30 Day Challenge: Day 28

Day 28: Favorite Title

“Gradually the awful truth dawns on you: that Santa Claus was just the tip of the iceberg - 
that your future will not be the rollercoaster ride you'd imagined, that the world occupied by your 
parents, the world of washing the dishes, going to the dentist, weekend trips to the DIY superstore to 
buy floor tiles, is actually largely what people mean when they speak of 'life'.” 


Plenty, plenty, plenty to choose from today!

A title is a tricky thing. It has to be clever, catching, and all-together meaningful to the manuscript. And appealing! It has to have that X-factor, the ish, the it! That's what makes titles so tricky, folks. The title is responsible for the initial impression and is the most lasting way we communicate with and about a book.

Aug 22, 2013

30 Day Challenge: Day 27

Day 27: Most Surprising Plot Twist or Ending

I thought about being generic and choosing Fight Club, but we don't talk about Fight Club. (Yeah, I went there.) But then I thought, why be generic, so I'm picking The Book Thief by Markus Zusak. 

Long before reading the book, I had seen the following review on Goodreads: "If you love to read and if you love to care about the characters you read about and if you love to eat words like they're ice cream and if you love to have your heart broken and mended on the same page, this book is for you." How could I not eventually pick up this book? It definitely took a while to read due to the complexity and the interweaving plot lines, but so worth it. There are definitely those out there who don't like it/vehemently hate it, so I'm not going to necessarily recommend it. However, I will say that if you pick it up, to keep an open mind on why people like it. Once you finish the book, you'll understand why. 

Aug 21, 2013

30 Day Challenge: Day 26

Day 26: A Book that Changed Your Opinion

“The single greatest lesson the garden teaches is that our relationship to the planet need not be zero-sum, and that as long as the sun still shines and people still can plan and plant, think and do, we can, if we bother to try, find ways to provide for ourselves without diminishing the world. ” 

I thought this prompt would be incredibly taxing to write to. I'm not sure that we're always aware of our ever-changing minds, or the way our feelings and opinions wax and wane while learning from every aspect of our daily existence. Certainly we become aware of our changed thinking, but only after a certain amount of reflection. 

I used to barista at the most lovely coffee shop in the entire world, River Rock Coffee in St.
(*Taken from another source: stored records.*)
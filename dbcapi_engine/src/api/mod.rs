pub mod args;
pub mod connection;
mod request;
pub mod statement;

pub use args::{Arg, Callback, ConnectSpec, Outcome};
pub use connection::{create_connection, Connection};
pub use statement::Statement;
Peter, MN. With a strong focus on local product, sustainability, and high quality, River Rock was not only my favorite place to be throughout college, but, perhaps, where I did the most learning and growing as a human being. In many ways, River Rock as a community, as a school of thought, was responsible for the overhaul of my person. Still, there were a few books that assisted them along the way.

Aug 20, 2013

30 Day Challenge: Day 25

Day 25: The Character You Most Relate To

Over the past 25 days of this challenge, I've mentioned character a lot. I love character development. I can't say it enough. So when I read a book that gives me complete relation to a character, that makes me feel as if I am the character, then I obviously don't want the book to end. I almost feel like I should read it slower to make the feeling last longer. 

Today is another day of indecision; once again I'm picking two, and for very similar reasons. Candy Quackenbush from Clive Barker's Abarat, and Isabella Strand from Molly Beth Griffin's Silhouette of a Sparrow, are my two most relatable characters.
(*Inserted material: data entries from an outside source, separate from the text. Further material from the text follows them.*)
pub mod api;
pub mod async_bridge;
pub mod config;
pub mod driver;
pub mod engine;
mod error;
pub mod ffi;
pub mod native;
pub mod observability;
pub mod protocol;
#[cfg(feature = "test-helpers")]
pub mod test_helpers;
pub mod versioning;

pub use api::{create_connection, Arg, Callback, Connection, Outcome, Statement};
pub use config::EngineConfig;
pub use driver::DriverContext;
pub use error::{DbError, ErrorCategory, Result, StructuredError, ERROR_BUFFER_SIZE};
pub use protocol::{
    deserialize_bind_params, deserialize_params, serialize_bind_params, serialize_params,
    BindParams, ParamValue, QueryResult, ResultDecoder, ResultEncoder, Row, Value,
};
I'm not choosing Candy Quackenbush because she is from small-town (Chickentown, to be exact) Minnesota, but because of her desire and passion for the eccentric, the adventure, and the risk. Other than that, I'm probably not much like her, but since the books are all about the eccentric, the adventure, and the risk, I find her extremely relatable. Her desire for something more, and to leave the small town with it's mundane, cyclic lifestyle behind for something exciting. And when she does, she jumps at it (literally). I grew up in a small town that had that cyclic feeling, and I needed something bigger---something adventurous. My adventure just wasn't quite like Candy's journey to another world.

Aug 19, 2013

30 Day Challenge: Day 24

Day 24: A Book You Wish More People Would Read

There are plenty of books that I wish more people would read. This morning, particularly, I would love it if Minneapolis drivers would read more books on how to appropriately use their turn signals or correctly stop for pedestrians. Or perhaps a novel that highlights the best way to interact with your barista! Or a collection of short stories that emphasizes how terribly offensive and inappropriate racist, homophobic, sexist, misogynist, or ethnocentric hate speech is an everyday life but especially in a cramped, freezing elevator at 8:30 in the morning.
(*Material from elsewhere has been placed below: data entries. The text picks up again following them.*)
use super::{
    ClientLoader, ColumnInfo, ColumnValue, ConnHandle, ExternalHandle, NativeClient, NativeError,
    ParamDescription, ParamDirection, StmtHandle,
};
use crate::config::{EngineConfig, LIBRARY_PATH_ENV};
use crate::error::{DbError, Result, ERROR_BUFFER_SIZE};
use crate::protocol::bind::{BoundParam, BoundValues};
use crate::protocol::types::{DataType, NativeType};
use crate::versioning::ApiVersion;
use libloading::Library;
use std::collections::HashMap;
use std::ffi::{c_char, c_void, CStr, CString};
use std::path::PathBuf;
use std::ptr;
use std::sync::{Arc, Mutex};

#[cfg(target_os = "windows")]
const DEFAULT_LIBRARY_NAME: &str = "dbcapi.dll";
#[cfg(target_os = "macos")]
const DEFAULT_LIBRARY_NAME: &str = "libdbcapi_r.dylib";
#[cfg(not(any(target_os = "windows", target_os = "macos")))]
const DEFAULT_LIBRARY_NAME: &str = "libdbcapi_r.so";

const DD_INPUT: u32 = 1;

#[repr(C)]
struct RawDataValue {
    buffer: *mut c_char,
    buffer_size: usize,
    length: *mut usize,
    data_type: u32,
    is_null: *mut i32,
    is_address: i32,
}

#[repr(C)]
struct RawBindParam {
    direction: u32,
    value: RawDataValue,
    name: *mut c_char,
}

#[repr(C)]
struct RawColumnInfo {
    name: *mut c_char,
    data_type: u32,
    native_type: u32,
    precision: u16,
    scale: u16,
    max_size: usize,
    nullable: i32,
    table_name: *mut c_char,
    owner_name: *mut c_char,
    is_bound: i32,
    binding: RawDataValue,
}

impl Default for RawDataValue {
    fn default() -> Self {
        Self {
            buffer: ptr::null_mut(),
            buffer_size: 0,
            length: ptr::null_mut(),
            data_type: 0,
            is_null: ptr::null_mut(),
            is_address: 0,
        }
    }
}

impl Default for RawBindParam {
    fn default() -> Self {
        Self {
            direction: 0,
            value: RawDataValue::default(),
            name: ptr::null_mut(),
        }
    }
}

impl Default for RawColumnInfo {
    fn default() -> Self {
        Self {
            name: ptr::null_mut(),
            data_type: 0,
            native_type: 0,
            precision: 0,
            scale: 0,
            max_size: 0,
            nullable: 0,
            table_name: ptr::null_mut(),
            owner_name: ptr::null_mut(),
            is_bound: 0,
            binding: RawDataValue::default(),
        }
    }
}

type InitFn = unsafe extern "C" fn(*const c_char, u32, *mut u32) -> i32;
type FiniFn = unsafe extern "C" fn();
type NewConnectionFn = unsafe extern "C" fn() -> *mut c_void;
type MakeConnectionFn = unsafe extern "C" fn(*mut c_void) -> *mut c_void;
type ConnStrFn = unsafe extern "C" fn(*mut c_void, *const c_char) -> i32;
type ConnBoolFn = unsafe extern "C" fn(*mut c_void) -> i32;
type ConnVoidFn = unsafe extern "C" fn(*mut c_void);
type PrepareFn = unsafe extern "C" fn(*mut c_void, *const c_char) -> *mut c_void;
type StmtVoidFn = unsafe extern "C" fn(*mut c_void);
type StmtBoolFn = unsafe extern "C" fn(*mut c_void) -> i32;
type StmtI32Fn = unsafe extern "C" fn(*mut c_void) -> i32;
type BindParamFn = unsafe extern "C" fn(*mut c_void, u32, *mut RawBindParam) -> i32;
type SetBatchSizeFn = unsafe extern "C" fn(*mut c_void, u32) -> i32;
type GetColumnFn = unsafe extern "C" fn(*mut c_void, u32, *mut RawDataValue) -> i32;
type GetColumnInfoFn = unsafe extern "C" fn(*mut c_void, u32, *mut RawColumnInfo) -> i32;
type ErrorFn = unsafe extern "C" fn(*mut c_void, *mut c_char, usize) -> i32;

struct Api {
    init: InitFn,
    fini: FiniFn,
    new_connection: NewConnectionFn,
    free_connection: ConnVoidFn,
    make_connection: MakeConnectionFn,
    connect: ConnStrFn,
    disconnect: ConnBoolFn,
    prepare: PrepareFn,
    free_stmt: StmtVoidFn,
    describe_bind_param: BindParamFn,
    bind_param: BindParamFn,
    reset: StmtBoolFn,
    execute: StmtBoolFn,
    fetch_next: StmtBoolFn,
    get_next_result: StmtBoolFn,
    affected_rows: StmtI32Fn,
    num_cols: StmtI32Fn,
    get_column: GetColumnFn,
    get_column_info: GetColumnInfoFn,
    commit: ConnBoolFn,
    rollback: ConnBoolFn,
    error: ErrorFn,
    cancel: ConnVoidFn,
    set_batch_size: Option<SetBatchSizeFn>,
}

fn required<T: Copy>(library: &Library, name: &str) -> Result<T> {
    let symbol = format!("{}\0", name);
    // SAFETY: T is the documented signature of `name` in the client API.
    unsafe { library.get::<T>(symbol.as_bytes()) }
        .map(|s| *s)
        .map_err(|e| {
            log::warn!("client library is missing {}: {}", name, e);
            DbError::InitializationFailed
        })
}

fn optional<T: Copy>(library: &Library, name: &str) -> Option<T> {
    let symbol = format!("{}\0", name);
    // SAFETY: as in `required`.
    unsafe { library.get::<T>(symbol.as_bytes()) }
        .map(|s| *s)
        .ok()
}

impl Api {
    fn resolve(library: &Library) -> Result<Self> {
        Ok(Self {
            init: required(library, "sqlany_init")?,
            fini: required(library, "sqlany_fini")?,
            new_connection: required(library, "sqlany_new_connection")?,
            free_connection: required(library, "sqlany_free_connection")?,
            make_connection: required(library, "sqlany_make_connection")?,
            connect: required(library, "sqlany_connect")?,
            disconnect: required(library, "sqlany_disconnect")?,
            prepare: required(library, "sqlany_prepare")?,
            free_stmt: required(library, "sqlany_free_stmt")?,
            describe_bind_param: required(library, "sqlany_describe_bind_param")?,
            bind_param: required(library, "sqlany_bind_param")?,
            reset: required(library, "sqlany_reset")?,
            execute: required(library, "sqlany_execute")?,
            fetch_next: required(library, "sqlany_fetch_next")?,
            get_next_result: required(library, "sqlany_get_next_result")?,
            affected_rows: required(library, "sqlany_affected_rows")?,
            num_cols: required(library, "sqlany_num_cols")?,
            get_column: required(library, "sqlany_get_column")?,
            get_column_info: required(library, "sqlany_get_column_info")?,
            commit: required(library, "sqlany_commit")?,
            rollback: required(library, "sqlany_rollback")?,
            error: required(library, "sqlany_error")?,
            cancel: required(library, "sqlany_cancel")?,
            set_batch_size: optional(library, "sqlany_set_batch_size"),
        })
    }
}

/// Native memory referenced by one bound parameter until the statement
/// executes or is reset.
struct BindScratch {
    gathered: Vec<u8>,
    pointers: Vec<*mut c_char>,
    lengths: Vec<usize>,
    nulls: Vec<i32>,
}

// The pointers reference buffers owned by the caller's bind set, which
// outlives the execute; the scratch only moves between pool threads.
unsafe impl Send for BindScratch {}

/// The SQL Anywhere C client library, loaded at runtime.
pub struct DbcapiLibrary {
    api: Api,
    scratch: Mutex<HashMap<usize, Vec<BindScratch>>>,
    path: PathBuf,
    _library: Library,
}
But, you know, those are just random examples.

Aug 16, 2013

30 Day Challenge: Day 23

Day 23: A Book You've Wanted to Read for a Long Time

I have a long to-read list. But one that has been on there for a while is Maya Angelou’s I Know Why the Caged Bird Sings. I even got as far as purchasing a paperback version of the book, but I have yet to open it. Something always comes up, or someone has been recommending me books that I end up reading first.

I have no specific reason for wanting to read this book; I just do. It’s described as a coming-of-age story that illustrates how strength of character and a love of literature can help overcome racism and trauma. I’m not big on more recent coming-of-age stories generally, but anything set in the first half of the 1900s, and anything written as an autobiography usually peaks my interest. Who knows, maybe it was the title itself that caught my eye. All that matters is that it is on my shelf, and hopefully someday soon I will read it.

-Desiree


Full disclosure: there are currently 27 books on my 'to-read' shelf on Goodreads. That's a lot of books, y'all. And I know--I KNOW--that's not the extent of the list. It would be too embarrassing to include them all. There is just so much to read and too little time to do so. You've got to be choosy, I guess, when it comes to books.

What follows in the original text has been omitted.